What to produce:
Transcribe the records below line by line, exactly as they read.

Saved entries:
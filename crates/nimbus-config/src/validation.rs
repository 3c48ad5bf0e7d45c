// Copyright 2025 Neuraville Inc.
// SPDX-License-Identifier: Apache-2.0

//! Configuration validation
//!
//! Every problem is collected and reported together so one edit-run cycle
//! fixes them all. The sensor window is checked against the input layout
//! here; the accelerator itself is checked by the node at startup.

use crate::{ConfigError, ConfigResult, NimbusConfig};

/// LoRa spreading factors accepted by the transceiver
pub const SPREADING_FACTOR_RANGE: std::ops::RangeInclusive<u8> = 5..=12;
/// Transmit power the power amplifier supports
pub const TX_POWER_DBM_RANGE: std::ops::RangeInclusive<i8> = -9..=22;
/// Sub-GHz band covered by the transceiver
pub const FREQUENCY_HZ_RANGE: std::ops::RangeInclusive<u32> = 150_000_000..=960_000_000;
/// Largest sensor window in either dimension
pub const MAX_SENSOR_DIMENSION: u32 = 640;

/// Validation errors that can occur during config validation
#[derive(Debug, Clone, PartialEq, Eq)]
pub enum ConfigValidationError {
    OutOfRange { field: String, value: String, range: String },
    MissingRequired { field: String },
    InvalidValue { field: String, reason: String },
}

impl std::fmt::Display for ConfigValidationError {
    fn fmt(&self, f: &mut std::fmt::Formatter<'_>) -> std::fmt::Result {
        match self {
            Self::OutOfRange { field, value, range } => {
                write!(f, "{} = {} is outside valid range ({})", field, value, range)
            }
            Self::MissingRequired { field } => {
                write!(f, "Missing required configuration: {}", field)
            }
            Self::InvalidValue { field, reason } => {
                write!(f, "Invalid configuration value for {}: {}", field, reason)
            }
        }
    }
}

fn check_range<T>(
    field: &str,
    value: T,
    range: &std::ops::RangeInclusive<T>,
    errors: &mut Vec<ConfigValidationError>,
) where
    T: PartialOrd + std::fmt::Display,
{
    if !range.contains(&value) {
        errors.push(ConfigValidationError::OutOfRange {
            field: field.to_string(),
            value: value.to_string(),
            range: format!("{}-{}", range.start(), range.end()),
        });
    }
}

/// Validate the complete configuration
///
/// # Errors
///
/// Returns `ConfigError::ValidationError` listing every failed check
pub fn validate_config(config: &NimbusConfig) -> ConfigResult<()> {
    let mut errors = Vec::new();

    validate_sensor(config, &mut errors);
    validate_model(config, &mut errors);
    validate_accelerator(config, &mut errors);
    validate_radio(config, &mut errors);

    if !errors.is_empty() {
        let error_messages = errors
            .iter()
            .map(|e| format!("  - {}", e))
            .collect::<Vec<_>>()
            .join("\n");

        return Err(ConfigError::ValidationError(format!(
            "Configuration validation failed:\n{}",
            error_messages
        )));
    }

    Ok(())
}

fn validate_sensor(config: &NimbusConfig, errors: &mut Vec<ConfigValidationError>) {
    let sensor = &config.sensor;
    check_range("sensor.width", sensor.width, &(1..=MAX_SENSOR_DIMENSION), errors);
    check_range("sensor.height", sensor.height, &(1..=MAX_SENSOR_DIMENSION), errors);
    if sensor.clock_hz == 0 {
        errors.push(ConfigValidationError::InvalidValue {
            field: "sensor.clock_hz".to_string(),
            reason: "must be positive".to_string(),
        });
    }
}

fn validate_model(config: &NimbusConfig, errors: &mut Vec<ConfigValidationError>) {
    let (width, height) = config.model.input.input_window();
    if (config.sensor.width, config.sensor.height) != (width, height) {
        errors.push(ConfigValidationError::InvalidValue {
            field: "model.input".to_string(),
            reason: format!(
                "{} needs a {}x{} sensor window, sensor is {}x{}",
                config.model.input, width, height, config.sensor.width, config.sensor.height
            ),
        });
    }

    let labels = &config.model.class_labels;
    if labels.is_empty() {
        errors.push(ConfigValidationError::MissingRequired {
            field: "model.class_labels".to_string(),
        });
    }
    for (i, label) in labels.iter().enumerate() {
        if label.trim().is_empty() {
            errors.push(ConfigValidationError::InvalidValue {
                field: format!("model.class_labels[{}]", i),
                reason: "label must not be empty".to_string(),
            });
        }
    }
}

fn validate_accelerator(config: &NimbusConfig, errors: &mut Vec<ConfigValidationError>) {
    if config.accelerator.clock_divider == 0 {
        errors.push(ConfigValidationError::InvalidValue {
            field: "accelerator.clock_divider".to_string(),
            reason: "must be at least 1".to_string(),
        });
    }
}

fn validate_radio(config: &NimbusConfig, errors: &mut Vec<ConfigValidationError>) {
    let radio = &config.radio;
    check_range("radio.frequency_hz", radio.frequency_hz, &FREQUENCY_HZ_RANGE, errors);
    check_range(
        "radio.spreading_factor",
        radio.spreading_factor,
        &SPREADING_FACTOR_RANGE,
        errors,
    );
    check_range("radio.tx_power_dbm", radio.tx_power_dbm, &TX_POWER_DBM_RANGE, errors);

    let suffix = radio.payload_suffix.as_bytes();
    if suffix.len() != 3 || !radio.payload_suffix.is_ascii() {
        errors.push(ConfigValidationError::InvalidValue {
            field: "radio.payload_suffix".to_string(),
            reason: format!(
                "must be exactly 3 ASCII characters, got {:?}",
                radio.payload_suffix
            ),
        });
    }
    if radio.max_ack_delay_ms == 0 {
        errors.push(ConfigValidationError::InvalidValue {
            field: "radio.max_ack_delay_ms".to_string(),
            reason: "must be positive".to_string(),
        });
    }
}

Output:
filename crates/nimbus-config/src/validation.rs
repository 3c48ad5bf0e7d45c
// Copyright 2025 Neuraville Inc.
// SPDX-License-Identifier: Apache-2.0

//! Configuration validation
//!
//! Every problem is collected and reported together so one edit-run cycle
//! fixes them all. The sensor window is checked against the input layout
//! here; the accelerator itself is checked by the node at startup.

use crate::{ConfigError, ConfigResult, NimbusConfig};

/// LoRa spreading factors accepted by the transceiver
pub const SPREADING_FACTOR_RANGE: std::ops::RangeInclusive<u8> = 5..=12;
/// Transmit power the power amplifier supports
pub const TX_POWER_DBM_RANGE: std::ops::RangeInclusive<i8> = -9..=22;
/// Sub-GHz band covered by the transceiver
pub const FREQUENCY_HZ_RANGE: std::ops::RangeInclusive<u32> = 150_000_000..=960_000_000;
/// Largest sensor window in either dimension
pub const MAX_SENSOR_DIMENSION: u32 = 640;

/// Validation errors that can occur during config validation
#[derive(Debug, Clone, PartialEq, Eq)]
pub enum ConfigValidationError {
    OutOfRange { field: String, value: String, range: String },
    MissingRequired { field: String },
    InvalidValue { field: String, reason: String },
}

impl std::fmt::Display for ConfigValidationError {
    fn fmt(&self, f: &mut std::fmt::Formatter<'_>) -> std::fmt::Result {
        match self {
            Self::OutOfRange { field, value, range } => {
                write!(f, "{} = {} is outside valid range ({})", field, value, range)
            }
            Self::MissingRequired { field } => {
                write!(f, "Missing required configuration: {}", field)
            }
            Self::InvalidValue { field, reason } => {
                write!(f, "Invalid configuration value for {}: {}", field, reason)
            }
        }
    }
}

fn check_range<T>(
    field: &str,
    value: T,
    range: &std::ops::RangeInclusive<T>,
    errors: &mut Vec<ConfigValidationError>,
) where
    T: PartialOrd + std::fmt::Display,
{
    if !range.contains(&value) {
        errors.push(ConfigValidationError::OutOfRange {
            field: field.to_string(),
            value: value.to_string(),
            range: format!("{}-{}", range.start(), range.end()),
        });
    }
}

/// Validate the complete configuration
///
/// # Errors
///
/// Returns `ConfigError::ValidationError` listing every failed check
pub fn validate_config(config: &NimbusConfig) -> ConfigResult<()> {
    let mut errors = Vec::new();

    validate_sensor(config, &mut errors);
    validate_model(config, &mut errors);
    validate_accelerator(config, &mut errors);
    validate_radio(config, &mut errors);

    if !errors.is_empty() {
        let error_messages = errors
            .iter()
            .map(|e| format!("  - {}", e))
            .collect::<Vec<_>>()
            .join("\n");

        return Err(ConfigError::ValidationError(format!(
            "Configuration validation failed:\n{}",
            error_messages
        )));
    }

    Ok(())
}

fn validate_sensor(config: &NimbusConfig, errors: &mut Vec<ConfigValidationError>) {
    let sensor = &config.sensor;
    check_range("sensor.width", sensor.width, &(1..=MAX_SENSOR_DIMENSION), errors);
    check_range("sensor.height", sensor.height, &(1..=MAX_SENSOR_DIMENSION), errors);
    if sensor.clock_hz == 0 {
        errors.push(ConfigValidationError::InvalidValue {
            field: "sensor.clock_hz".to_string(),
            reason: "must be positive".to_string(),
        });
    }
}

fn validate_model(config: &NimbusConfig, errors: &mut Vec<ConfigValidationError>) {
    let (width, height) = config.model.input.input_window();
    if (config.sensor.width, config.sensor.height) != (width, height) {
        errors.push(ConfigValidationError::InvalidValue {
            field: "model.input".to_string(),
            reason: format!(
                "{} needs a {}x{} sensor window, sensor is {}x{}",
                config.model.input, width, height, config.sensor.width, config.sensor.height
            ),
        });
    }

    let labels = &config.model.class_labels;
    if labels.is_empty() {
        errors.push(ConfigValidationError::MissingRequired {
            field: "model.class_labels".to_string(),
        });
    }
    for (i, label) in labels.iter().enumerate() {
        if label.trim().is_empty() {
            errors.push(ConfigValidationError::InvalidValue {
                field: format!("model.class_labels[{}]", i),
                reason: "label must not be empty".to_string(),
            });
        }
    }
}

fn validate_accelerator(config: &NimbusConfig, errors: &mut Vec<ConfigValidationError>) {
    if config.accelerator.clock_divider == 0 {
        errors.push(ConfigValidationError::InvalidValue {
            field: "accelerator.clock_divider".to_string(),
            reason: "must be at least 1".to_string(),
        });
    }
}

fn validate_radio(config: &NimbusConfig, errors: &mut Vec<ConfigValidationError>) {
    let radio = &config.radio;
    check_range("radio.frequency_hz", radio.frequency_hz, &FREQUENCY_HZ_RANGE, errors);
    check_range(
        "radio.spreading_factor",
        radio.spreading_factor,
        &SPREADING_FACTOR_RANGE,
        errors,
    );
    check_range("radio.tx_power_dbm", radio.tx_power_dbm, &TX_POWER_DBM_RANGE, errors);

    let suffix = radio.payload_suffix.as_bytes();
    if suffix.len() != 3 || !radio.payload_suffix.is_ascii() {
        errors.push(ConfigValidationError::InvalidValue {
            field: "radio.payload_suffix".to_string(),
            reason: format!(
                "must be exactly 3 ASCII characters, got {:?}",
                radio.payload_suffix
            ),
        });
    }
    if radio.max_ack_delay_ms == 0 {
        errors.push(ConfigValidationError::InvalidValue {
            field: "radio.max_ack_delay_ms".to_string(),
            reason: "must be positive".to_string(),
        });
    }
}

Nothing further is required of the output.